Auch wenn Simin und ihre Tochter immer verschleiert sind, und Nader die Rolle des männlichen Familienoberhaupts spielt, so wird deren moderne Interpretation dieser Konstellation schnell deutlich. Die Religion wird nicht angezweifelt, aber sie spielt auch keine besondere Rolle im Alltag, so wie das Verhältnis der Eheleute untereinander gleichberechtigt ist. Allein schon die Tatsache, das sie offen die Ausreise voran treibt und er sich dafür verteidigt, warum er nicht mehr mit will, wäre in der Ehe von Razieh (Sareh Bayat) und Hodjat (Shahab Hosseini) unvorstellbar. Immer wieder wird es im weiteren Verlauf des Films zu teilweise körperlichen Konflikten zwischen den Männern kommen, die stark von Vorurteilen geprägt sind. Der arbeitslose, aus den armen Stadtteilen stammende Hodjat, wird Nader Respektlosigkeit und fehlende Religiösität vorwerfen - im Grunde ein klassischer Konflikt zwischen den Gesellschaftsschichten, im Iran zusätzlich stark durch die Staatsreligion geprägt, die von den weniger gebildeten Schichten deutlich konsequenter befolgt wird.

Zu der Begegnung zwischen ihnen kommt es, weil Razieh die Stelle als Pflegerin im Hause Naders antritt. Ihre Beweggründe sind ganz normal, da sie schlicht Geld verdienen muss, da ihr Mann auf Grund seiner Schulden gerade wieder im Gefängnis sitzt. Obwohl streng gläubig und fast immer komplett verhüllt, verstößt sie gegen verschiedene Regeln. Sie hätte ihren Mann um Erlaubnis fragen müssen, die dieser aber nie gegeben hätte, da sie nicht nur einen Mann pflegen soll, sondern auch noch bei einem allein stehenden Mann in der Wohnung arbeitet. Nader sieht darin keinen Konflikt, da er selbst tagsüber gar nicht anwesend ist und sein Vater geistig schon so krank ist, dass er sowieso Niemanden in Erinnerung behält.

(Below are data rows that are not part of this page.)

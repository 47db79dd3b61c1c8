// Copyright (c) AlphaVelocity.
// All rights reserved.
//
// This source code is licensed under the license found in the
// LICENSE file in the root directory of this source tree.

use super::required;
use crate::db::Store;
use crate::export::write_csv;
use anyhow::Result;
use std::path::Path;

pub fn handle(store: &Store, m: &clap::ArgMatches) -> Result<()> {
    let out = required(m, "out")?;
    for path in write_csv(store, Path::new(out))? {
        println!("Exported {}", path.display());
    }
    Ok(())
}
// Copyright (c) 2025 Soumyadip Sarkar.
// All rights reserved.
//
// This source code is licensed under the license found in the
// LICENSE file in the root directory of this source tree.

use std::path::PathBuf;

use anyhow::{Context, Result};
use tracing_subscriber::EnvFilter;

use pocketledger::{Store, cli, commands, db};

fn main() -> Result<()> {
    let cli = cli::build_cli();
    let matches = cli.get_matches();

    let level = matches
        .get_one::<String>("log-level")
        .map(String::as_str)
        .unwrap_or("info");
    tracing_subscriber::fmt()
        .with_env_filter(EnvFilter::try_new(format!("pocketledger={level}"))?)
        .with_writer(std::io::stderr)
        .init();

    let path = match matches.get_one::<String>("db") {
        Some(p) => PathBuf::from(p),
        None => db::default_db_path()?,
    };
    // Unusable schema means nothing else is safe to run.
    let store = Store::open_or_init(&path)
        .with_context(|| format!("Database initialization failed at {}", path.display()))?;

    match matches.subcommand() {
        Some(("init", _)) => {
            println!("Database initialized at {}", store.path().display());
        }
        Some(("account", sub)) => commands::accounts::handle(&store, sub)?,
        Some(("category", sub)) => commands::categories::handle(&store, sub)?,
        Some(("tx", sub)) => commands::transactions::handle(&store, sub)?,
        Some(("budget", sub)) => commands::budgets::handle(&store, sub)?,
        Some(("report", sub)) => commands::reports::handle(&store, sub)?,
        Some(("setting", sub)) => commands::settings::handle(&store, sub)?,
        Some(("theme", sub)) => commands::settings::handle_theme(&store, sub)?,
        Some(("export", sub)) => commands::exporter::handle(&store, sub)?,
        _ => {
            cli::build_cli().print_help()?;
            println!();
        }
    }
    Ok(())
}
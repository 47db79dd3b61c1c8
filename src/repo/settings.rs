// Copyright (c) 2025 Soumyadip Sarkar.
// All rights reserved.
//
// This source code is licensed under the license found in the
// LICENSE file in the root directory of this source tree.

use rusqlite::{OptionalExtension, params};

use super::decline;
use crate::db::Store;
use crate::error::{Decline, Outcome, Result};

pub const THEME_KEY: &str = "theme";
pub const THEMES: &[&str] = &["light", "dark"];

/// Value for `key`, or `default` when absent or when the store fails.
pub fn get(store: &Store, key: &str, default: &str) -> String {
    let value = store.read(|conn| {
        let v: Option<Option<String>> = conn
            .query_row("SELECT value FROM settings WHERE key=?1", params![key], |r| r.get(0))
            .optional()?;
        Ok(v.flatten())
    });
    match value {
        Ok(Some(v)) => v,
        Ok(None) => default.to_string(),
        Err(err) => {
            tracing::error!(key, %err, "could not read setting, using default");
            default.to_string()
        }
    }
}

pub fn set(store: &Store, key: &str, value: &str) -> Result<()> {
    store.with_tx(|tx| {
        tx.execute(
            "INSERT INTO settings(key, value) VALUES (?1, ?2)
             ON CONFLICT(key) DO UPDATE SET value=excluded.value",
            params![key, value],
        )?;
        tracing::info!(key, value, "setting saved");
        Ok(())
    })
}

pub fn theme(store: &Store) -> String {
    get(store, THEME_KEY, "light")
}

/// Saves the UI theme; only `light` and `dark` are accepted.
pub fn set_theme(store: &Store, theme: &str) -> Result<Outcome<()>> {
    let theme = theme.trim().to_lowercase();
    if !THEMES.contains(&theme.as_str()) {
        return Ok(decline("set_theme", Decline::InvalidTheme));
    }
    set(store, THEME_KEY, &theme)?;
    Ok(Outcome::Done(()))
}
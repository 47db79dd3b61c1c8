// Copyright (c) 2025 Soumyadip Sarkar.
// All rights reserved.
//
// This source code is licensed under the license found in the
// LICENSE file in the root directory of this source tree.

//! Serializable envelope handed to presentation layers.
//!
//! - success: `{"success": true, "data": ...}`
//! - declined write: `{"success": false, "declined": "<code>", "error": ...}`
//! - faulted write: `{"success": false, "error": ...}` with no `declined` code
//! - faulted read: `{"success": false, "data": <fallback>, "error": ...}` so the
//!   caller can still render something.

use serde::Serialize;

use crate::error::{Decline, LedgerError, Outcome};

#[derive(Debug, Clone, Serialize)]
pub struct Response<T: Serialize> {
    pub success: bool,
    #[serde(skip_serializing_if = "Option::is_none")]
    pub data: Option<T>,
    #[serde(skip_serializing_if = "Option::is_none")]
    pub declined: Option<Decline>,
    #[serde(skip_serializing_if = "Option::is_none")]
    pub error: Option<String>,
}

impl<T: Serialize> Response<T> {
    pub fn ok(data: T) -> Self {
        Response {
            success: true,
            data: Some(data),
            declined: None,
            error: None,
        }
    }

    pub fn declined(reason: Decline) -> Self {
        Response {
            success: false,
            data: None,
            declined: Some(reason),
            error: Some(reason.to_string()),
        }
    }

    pub fn faulted(err: &LedgerError) -> Self {
        Response {
            success: false,
            data: None,
            declined: None,
            error: Some(err.to_string()),
        }
    }

    /// Read results: a fault becomes a failed response carrying `fallback`.
    pub fn from_read(result: Result<T, LedgerError>, fallback: T) -> Self {
        match result {
            Ok(data) => Response::ok(data),
            Err(err) => {
                tracing::error!(%err, "read failed, responding with fallback");
                Response {
                    data: Some(fallback),
                    ..Response::faulted(&err)
                }
            }
        }
    }

    /// Write results: done, declined or faulted.
    pub fn from_write(result: Result<Outcome<T>, LedgerError>) -> Self {
        match result {
            Ok(Outcome::Done(data)) => Response::ok(data),
            Ok(Outcome::Declined(reason)) => Response::declined(reason),
            Err(err) => {
                tracing::error!(%err, "write failed");
                Response::faulted(&err)
            }
        }
    }

    pub fn to_json(&self) -> Result<String, LedgerError> {
        Ok(serde_json::to_string_pretty(self)?)
    }
}

#[cfg(test)]
mod tests {
    use super::*;
    use crate::error::Decline;
    use crate::money::Money;

    #[test]
    fn declined_write_has_no_data() {
        let r: Response<i64> = Response::from_write(Ok(Outcome::Declined(Decline::DuplicateName)));
        let v: serde_json::Value = serde_json::from_str(&r.to_json().unwrap()).unwrap();
        assert_eq!(v["success"], false);
        assert_eq!(v["error"], "name already exists");
        assert_eq!(v["declined"], "duplicate_name");
        assert!(v.get("data").is_none());
    }

    #[test]
    fn faulted_write_differs_from_declined_write() {
        let declined: Response<()> = Response::from_write(Ok(Outcome::Declined(Decline::NotFound)));
        let faulted: Response<()> =
            Response::from_write(Err(LedgerError::Storage(rusqlite::Error::InvalidQuery)));
        let d: serde_json::Value = serde_json::from_str(&declined.to_json().unwrap()).unwrap();
        let f: serde_json::Value = serde_json::from_str(&faulted.to_json().unwrap()).unwrap();

        assert_eq!(d["success"], false);
        assert_eq!(f["success"], false);
        assert_eq!(d["declined"], "not_found");
        assert!(f.get("declined").is_none());
        assert!(f["error"].as_str().unwrap().contains("storage error"));
    }

    #[test]
    fn faulted_read_carries_fallback() {
        let err = LedgerError::Storage(rusqlite::Error::InvalidQuery);
        let r = Response::from_read(Err(err), Money::ZERO);
        let v: serde_json::Value = serde_json::from_str(&r.to_json().unwrap()).unwrap();
        assert_eq!(v["success"], false);
        assert_eq!(v["data"], "0.00");
        assert!(v.get("declined").is_none());
        assert!(v["error"].as_str().unwrap().contains("storage error"));
    }
}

Doch Razieh, vor allem als sie mitbekommt, dass sie Naders Vater auch beim Stuhlgang helfen muss, kommt damit nicht zurecht. Zuerst versucht sie noch, ihren Mann dazu zu überreden, diese Stelle anzunehmen - ohne zu erwähnen, dass sie selbst dort arbeitete - aber als dieser wieder ausfällt, macht sie doch weiter. Es kommt zu einer Verkettung aus Fehlern und ihrem schlechtem Gewissen, in dessen Folge Naders Vater fast stirbt, was dessen Sohn so sehr erregt, dass er Razieh, die nur ihre Achtung behalten will, keineswegs besonders fest in das Treppenhaus schubst, woraufhin die schwangere Frau angeblich ihr Kind verliert. Der Fall landet vor Gericht, denn Nader wird wegen Tötung angezeigt, aber wer nun glaubt, alle Tatsachen kämen auf den Tisch, irrt, denn der entstehende Konflikt verdeutlicht sehr genau den inneren Zustand einer Gesellschaft, deren Regeln sich nicht mit den tatsächlichen Bedürfnissen der Menschen vereinbaren lassen.

Fahradi bleibt bei seiner Schilderung dieser Ereignisse real und ohne übertriebene Emotionalität. Jederzeit unterhaltend, erstaunlich schnell im Tempo, vermeidet er psychologische Diskussionen, sondern beschreibt einfach nur eine Situation, in der sich die Beteiligten immer mehr verstricken, bis es zu Konsequenzen kommt, die hätten vermieden werden können. Ohne eine kritische Äußerung oder Handlungen der Staatsmacht abzubilden, entsteht so ein genaues Bild einer Gesellschaft, in der Regeln und Gesetze das Leben der Menschen bestimmen, die wenig mit unseren westlichen Vorstellungen von Selbstverwirklichung gemein haben. Und trotzdem wäre es falsch, Nader und Simin einfach als kritisches Abbild einer diktatorischen Gesellschaft anzusehen, nicht nur, weil dem Film jederzeit der Respekt auch vor anderen Lebensformen anzumerken ist, sondern weil jede Gesellschaftsform diese Regeln kennt, wenn auch in unterschiedlicher Intensität (9/10).